Stored items
_ _ _ _
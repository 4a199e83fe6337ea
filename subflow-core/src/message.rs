//! The `Message` value object and the shapes that flow through `accept` →
//! `processMessageCore` → a route handler.

use serde_json::Value;
use std::collections::HashMap;
use std::sync::atomic::{AtomicU64, Ordering};

static NEXT_MESSAGE_ID: AtomicU64 = AtomicU64::new(1);

/// A message accepted by a Subsystem's processor facet.
///
/// `body` and `runtime_meta` are opaque `serde_json::Value`s: this crate
/// does not parse or validate transport-specific payload shapes, only
/// routes and dispatches them (§6, Transport contract).
#[derive(Debug, Clone)]
pub struct Message {
    pub id: String,
    pub path: String,
    pub body: Value,
    pub correlation_id: Option<String>,
    pub is_query: bool,
    pub runtime_meta: Value,
    /// Set by a query handler during the fast-path in `accept`; absent for
    /// queued (non-query) messages.
    pub query_result: Option<Value>,
}

impl Message {
    pub fn new(path: impl Into<String>, body: Value) -> Self {
        let id = NEXT_MESSAGE_ID.fetch_add(1, Ordering::Relaxed);
        Self {
            id: format!("msg-{id}"),
            path: path.into(),
            body,
            correlation_id: None,
            is_query: false,
            runtime_meta: Value::Null,
            query_result: None,
        }
    }

    pub fn with_id(mut self, id: impl Into<String>) -> Self {
        self.id = id.into();
        self
    }

    pub fn with_correlation_id(mut self, correlation_id: impl Into<String>) -> Self {
        self.correlation_id = Some(correlation_id.into());
        self
    }

    pub fn as_query(mut self) -> Self {
        self.is_query = true;
        self
    }

    pub fn with_runtime_meta(mut self, meta: Value) -> Self {
        self.runtime_meta = meta;
        self
    }
}

/// Named-segment parameters captured by the route matched for a message
/// (e.g. `"users/:id"` matching `"users/42"` yields `{"id": "42"}`).
pub type RouteParams = HashMap<String, String>;

/// The `{msg, options}` call shape `processMessage` accepts in addition to
/// a bare `(msg, options)` pair (§4.5). `options` here are pair-level and
/// merge under whatever the caller passes alongside the pair, via
/// [`DispatchOptions::merged_with`].
#[derive(Debug, Clone)]
pub struct MessagePair {
    pub message: Message,
    pub options: DispatchOptions,
}

impl MessagePair {
    pub fn new(message: Message, options: DispatchOptions) -> Self {
        Self { message, options }
    }
}

/// Per-call dispatch options. Mirrors the distilled spec's free-form
/// `options` bag; `current_piece` is the one field the spec names
/// explicitly as transport-injected runtime metadata.
#[derive(Debug, Clone, Default)]
pub struct DispatchOptions {
    pub current_piece: Option<Value>,
    pub extra: HashMap<String, Value>,
}

impl DispatchOptions {
    pub fn new() -> Self {
        Self::default()
    }

    pub fn with_current_piece(mut self, value: Value) -> Self {
        self.current_piece = Some(value);
        self
    }

    /// Merge `other` on top of `self`: fields set in `other` win. Used by
    /// `process_message_pair`, where pair-level options apply first and the
    /// caller's options override them (§4.5).
    pub fn merged_with(&self, other: &DispatchOptions) -> DispatchOptions {
        let mut extra = self.extra.clone();
        extra.extend(other.extra.clone());
        DispatchOptions {
            current_piece: other.current_piece.clone().or_else(|| self.current_piece.clone()),
            extra,
        }
    }
}

/// The outcome of dispatching a message through a route handler.
#[derive(Debug, Clone)]
pub struct DispatchResult {
    pub success: bool,
    pub data: Option<Value>,
    pub error: Option<String>,
    pub correlation_id: Option<String>,
}

impl DispatchResult {
    pub fn ok(data: Value) -> Self {
        Self {
            success: true,
            data: Some(data),
            error: None,
            correlation_id: None,
        }
    }

    pub fn err(error: impl Into<String>) -> Self {
        Self {
            success: false,
            data: None,
            error: Some(error.into()),
            correlation_id: None,
        }
    }

    pub fn with_correlation_id(mut self, correlation_id: Option<String>) -> Self {
        self.correlation_id = correlation_id;
        self
    }
}

/// What a route handler returns: `Ok(data)` becomes a successful
/// `DispatchResult`, `Err(message)` becomes a failed one with
/// `messages_failed` incremented by the processor.
pub type HandlerResult = Result<Value, String>;
//! Transfer client for collections mounted on the local filesystem
//!
//! Each collection id is bound to a directory. Service paths are resolved
//! relative to that directory, and a submitted task copies its items
//! synchronously, so every task is terminal as soon as it has an id.

use std::collections::HashMap;
use std::fs;
use std::io;
use std::path::{Path, PathBuf};

use log::{debug, info, warn};

use super::transfer_client::{
    TaskStatus, TransferClient, TransferError, TransferItem, TransferListing, TransferRequest,
};

struct TaskRecord {
    status: TaskStatus,
    delivered: Vec<TransferItem>,
}

/// Transfer client that copies between mounted directories
pub struct MountedCollectionClient {
    mounts: HashMap<String, PathBuf>,
    tasks: HashMap<String, TaskRecord>,
    next_task: usize,
}

impl MountedCollectionClient {
    /// Create a client from `collection id -> mount directory` bindings
    pub fn new(mounts: HashMap<String, PathBuf>) -> Self {
        MountedCollectionClient {
            mounts,
            tasks: HashMap::new(),
            next_task: 1,
        }
    }

    /// Local location of a service path inside a collection
    fn resolve(&self, collection: &str, path: &str) -> Result<PathBuf, TransferError> {
        let root = self
            .mounts
            .get(collection)
            .ok_or_else(|| TransferError::NotFound(format!("collection {}", collection)))?;
        Ok(root.join(path.trim_start_matches('/')))
    }

    fn copy_item(&self, request: &TransferRequest, item: &TransferItem) -> io::Result<bool> {
        let source = self
            .resolve(&request.source_collection, &item.source_path)
            .map_err(|e| io::Error::new(io::ErrorKind::NotFound, e.to_string()))?;
        let destination = self
            .resolve(&request.destination_collection, &item.destination_path)
            .map_err(|e| io::Error::new(io::ErrorKind::NotFound, e.to_string()))?;

        if request.sync_checksum && same_contents(&source, &destination) {
            debug!("{} already up to date", destination.display());
            return Ok(false);
        }

        if let Some(parent) = destination.parent() {
            fs::create_dir_all(parent)?;
        }
        fs::copy(&source, &destination)?;
        Ok(true)
    }
}

fn same_contents(a: &Path, b: &Path) -> bool {
    match (fs::read(a), fs::read(b)) {
        (Ok(left), Ok(right)) => left == right,
        _ => false,
    }
}

impl TransferClient for MountedCollectionClient {
    fn submit_transfer(&mut self, request: &TransferRequest) -> Result<String, TransferError> {
        for collection in [&request.source_collection, &request.destination_collection] {
            if !self.mounts.contains_key(collection) {
                return Err(TransferError::NotFound(format!("collection {}", collection)));
            }
        }

        let task_id = format!("mounted-{:04}", self.next_task);
        self.next_task += 1;

        let mut status = TaskStatus::Succeeded;
        let mut delivered = Vec::new();
        for item in &request.items {
            match self.copy_item(request, item) {
                Ok(true) => delivered.push(item.clone()),
                Ok(false) => {}
                Err(e) => {
                    warn!("Task {}: copying {} failed: {}", task_id, item.source_path, e);
                    status = TaskStatus::Failed;
                    break;
                }
            }
        }

        info!(
            "Task {} ({}) {} with {} file(s) copied",
            task_id,
            request.label,
            status,
            delivered.len()
        );
        self.tasks.insert(task_id.clone(), TaskRecord { status, delivered });
        Ok(task_id)
    }

    fn task_status(&mut self, task_id: &str) -> Result<TaskStatus, TransferError> {
        self.tasks
            .get(task_id)
            .map(|task| task.status)
            .ok_or_else(|| TransferError::NotFound(format!("task {}", task_id)))
    }

    fn successful_transfers(&mut self, task_id: &str) -> Result<TransferListing, TransferError> {
        self.tasks
            .get(task_id)
            .map(|task| TransferListing::Completed(task.delivered.clone()))
            .ok_or_else(|| TransferError::NotFound(format!("task {}", task_id)))
    }

    fn list_directory(&mut self, collection: &str, path: &str) -> Result<Vec<String>, TransferError> {
        let dir = self.resolve(collection, path)?;
        let entries = fs::read_dir(&dir).map_err(|e| match e.kind() {
            io::ErrorKind::NotFound => TransferError::NotFound(dir.display().to_string()),
            _ => TransferError::Other(format!("{}: {}", dir.display(), e)),
        })?;

        let mut names = Vec::new();
        for entry in entries {
            let entry = entry.map_err(|e| TransferError::Other(e.to_string()))?;
            if entry.path().is_file() {
                names.push(entry.file_name().to_string_lossy().to_string());
            }
        }
        names.sort();
        Ok(names)
    }
}

#[cfg(test)]
mod tests {
    use super::*;
    use tempfile::tempdir;

    fn client(source: &Path, destination: &Path) -> MountedCollectionClient {
        let mut mounts = HashMap::new();
        mounts.insert("src".to_string(), source.to_path_buf());
        mounts.insert("dst".to_string(), destination.to_path_buf());
        MountedCollectionClient::new(mounts)
    }

    #[test]
    fn submit_copies_and_reports_success() {
        let source = tempdir().unwrap();
        let destination = tempdir().unwrap();
        fs::create_dir_all(source.path().join("run")).unwrap();
        fs::write(source.path().join("run/a.tif"), b"pixels").unwrap();

        let mut client = client(source.path(), destination.path());
        let mut request = TransferRequest::new("src", "dst", "batch 1");
        request.add_item("/run/a.tif", "/stage/a.tif");

        let task_id = client.submit_transfer(&request).unwrap();
        assert_eq!(task_id, "mounted-0001");
        assert_eq!(client.task_status(&task_id).unwrap(), TaskStatus::Succeeded);
        assert_eq!(fs::read(destination.path().join("stage/a.tif")).unwrap(), b"pixels");

        match client.successful_transfers(&task_id).unwrap() {
            TransferListing::Completed(items) => assert_eq!(items.len(), 1),
            TransferListing::InProgress => panic!("mounted tasks are never in progress"),
        }
    }

    #[test]
    fn missing_source_fails_task() {
        let source = tempdir().unwrap();
        let destination = tempdir().unwrap();
        let mut client = client(source.path(), destination.path());

        let mut request = TransferRequest::new("src", "dst", "batch 1");
        request.add_item("/missing.tif", "/missing.tif");

        let task_id = client.submit_transfer(&request).unwrap();
        assert_eq!(client.task_status(&task_id).unwrap(), TaskStatus::Failed);
    }

    #[test]
    fn unknown_collection_is_not_found() {
        let dir = tempdir().unwrap();
        let mut client = client(dir.path(), dir.path());
        let request = TransferRequest::new("src", "elsewhere", "batch 1");

        assert!(matches!(client.submit_transfer(&request), Err(TransferError::NotFound(_))));
        assert!(matches!(client.task_status("mounted-9999"), Err(TransferError::NotFound(_))));
    }

    #[test]
    fn lists_files_only() {
        let dir = tempdir().unwrap();
        fs::create_dir_all(dir.path().join("run/nested")).unwrap();
        fs::write(dir.path().join("run/b.tif"), b"").unwrap();
        fs::write(dir.path().join("run/a.tif"), b"").unwrap();

        let mut client = client(dir.path(), dir.path());
        assert_eq!(client.list_directory("src", "/run").unwrap(), vec!["a.tif", "b.tif"]);
    }
}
_ _ _ _
Given the data above, which lines hold the string "TransferClient"? Return them.

> _Response area_:
    TaskStatus, TransferClient, TransferError, TransferItem, TransferListing, TransferRequest,
impl TransferClient for MountedCollectionClient {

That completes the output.